未来のいつか/hyoshiokの日記

hyoshiokの日々思うことをあれやこれや

あたりまえという状態を作ること

テレビの片隅にアナログという表示がでるとかでないとかで話題になっている。昔々子供のころカラー放送の場合、カラーとかいう表示が出たというのを思いだす。いつのころかカラーテレビがあたりまえになったころに、そのカラーという表示はTV番組からなくなった。そんなことを経験で知っているのは、50前後の世代以降だろう。

そのうちアナログ放送がなくなれば、その表示もなくなる。いまあるパソコンというあたりまえの物も、それを産業として作りあげた企業や多くの人々の努力によってできあがった。無から生じたわけではなく、あたりまえの物を作った多くの人々がそこにいたわけだ。

わたしたちは、夥しいあたりまえのものに囲まれて生活をしているわけであるが、不思議な感じというか、すげーなと思ったりする。いつのまにか携帯があたりまえになったので、待合せのスタイルも随分変化したし、インターネットも低額かつ高速で自由に使えていろいろ便利なサービスもあたりまえだ。グーグルがない時代に、どーやって検索していたのだろう。乗り換え案内なしで、どーやって目的地まで最短最速でたどりついたのだろう。だけど、そのあたりまえのものを作った人々が絶対いる。

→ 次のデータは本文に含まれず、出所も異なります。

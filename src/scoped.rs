use crate::connection::Connection;

/// An RAII guard that disconnects its slot when dropped.
///
/// A `ScopedConnection` is the single owner of the "disconnect on scope exit"
/// obligation, so it can be moved but not cloned. Use
/// [`release`](ScopedConnection::release) to take the handle back out and keep
/// the slot connected.
///
/// ```
/// use slotline::Signal;
///
/// let signal = Signal::<()>::new();
/// {
///     let _guard = signal.scoped(signal.connect(|()| {}));
///     assert_eq!(signal.slot_count(), 1);
/// }
/// assert!(signal.is_empty());
/// ```
#[derive(Debug, Default)]
#[must_use = "dropping the guard immediately disconnects the slot"]
pub struct ScopedConnection {
    connection: Connection,
}

impl ScopedConnection {
    /// Takes over the disconnect obligation of `connection`.
    pub fn new(connection: Connection) -> Self {
        Self { connection }
    }

    /// The guarded handle.
    pub fn connection(&self) -> &Connection {
        &self.connection
    }

    /// Returns `true` while the guarded slot is connected.
    pub fn connected(&self) -> bool {
        self.connection.connected()
    }

    /// Disconnects the currently guarded slot, then guards `connection` instead.
    pub fn set(&mut self, connection: Connection) {
        let previous = std::mem::replace(&mut self.connection, connection);
        previous.disconnect();
    }

    /// Disarms the guard and returns the handle; the slot stays connected.
    pub fn release(mut self) -> Connection {
        std::mem::take(&mut self.connection)
    }
}

impl From<Connection> for ScopedConnection {
    fn from(connection: Connection) -> Self {
        Self::new(connection)
    }
}

impl Drop for ScopedConnection {
    fn drop(&mut self) {
        self.connection.disconnect();
    }
}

外資系のコンピュータベンダーに就職して、最初にやったプロジェクトがソフトウェアの日本語化だった。当時はUnicodeもなかったし、統一的な多言語文字コードなんてものはなかった。もちろん、ソフトウェアの国際化などという概念すら十分理解されてはいなかった。いろいろな試行錯誤をくりかえし、徐々にソフトウェアの国際化というのをあたりまえにしていったのが、この20数年間だと思う。

10年前Netscapeソースコードを公開して、オープンソースという概念をマーケティングして、それをあたりまえにしたのも、多くの人々がそれを推進していったからだと思う。そのお先棒をかついだのかかつがなかったのかは、わからないが、今ではすっかりオープンソースはあたりまえのものになっている。

カーネル読書会という奇妙な勉強会みたいなものを細々と続けているが、カーネル読書会に限らず、勉強会というのが、あたりまえの社会になった。当事者として実感する。

勉強会があたりまえの社会の方が、そうでない社会より遥かに素敵だと思う。そのような社会をすくなくともわたしは求めていた。

今はまだあたりまえじゃないことを次の10年あたりまえにしていく。それがわれわれ自身の成長そのものなのかなあ、なんてことを思ったりした。